[Stored data entries]
—————

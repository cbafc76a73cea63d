//! Prediction engine (component 4.F): closed-form and streaming estimators
//! over retained trace durations, plus the whole-trace projection built on
//! top of them.

mod accumulator;
mod engine;
mod stats;

pub use accumulator::{Accumulator, PERCENTILE_BUFFER_CAP};
pub use engine::{PredictorEngine, DEFAULT_MIN_RECOMPUTE_INTERVAL_SECONDS};
pub use stats::{arithmetic_mean, geometric_mean, harmonic_mean, ols, percentile};
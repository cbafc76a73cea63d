use pbars_ids::TraceId;
use std::fmt;

/// `trace:{owner}:{bar_name}:{trace_uid}` (§6).
#[derive(Debug, Clone, Copy, PartialEq)]
pub struct TraceHash {
    /// The bar schema version this trace was first resolved against. An
    /// in-flight trace keeps running against this version even if the bar
    /// is republished with a newer one mid-trace (§4.B).
    pub version: u64,
    pub created_at: f64,
    pub last_updated_at: f64,
    pub current_step: u32,
    pub done: bool,
}

/// `trace:{owner}:{bar_name}:{trace_uid}:step:{position}` (§6).
#[derive(Debug, Clone, PartialEq)]
pub struct StepHash {
    pub step_name: String,
    pub iteration: Option<u64>,
    pub iterations: Option<u64>,
    pub started_at: f64,
    pub finished_at: Option<f64>,
}

/// One notification sent on `ps:trace:{owner}:{bar_name}:{trace_uid}`.
/// The payload is deliberately minimal — subscribers re-read the hash via
/// the adapter rather than trust a cached copy of the mutation (§4.G).
#[derive(Debug, Clone, PartialEq)]
pub struct TraceUpdate {
    pub owner: String,
    pub bar_name: String,
    pub trace_uid: TraceId,
}

impl fmt::Display for TraceUpdate {
    fn fmt(&self, f: &mut fmt::Formatter<'_>) -> fmt::Result {
        write!(f, "ps:trace:{}:{}:{}", self.owner, self.bar_name, self.trace_uid)
    }
}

—————

- Assigned task
Please show all lines from the entries that contain the word "TraceId".

- Exercise result
use pbars_ids::TraceId;
    pub trace_uid: TraceId,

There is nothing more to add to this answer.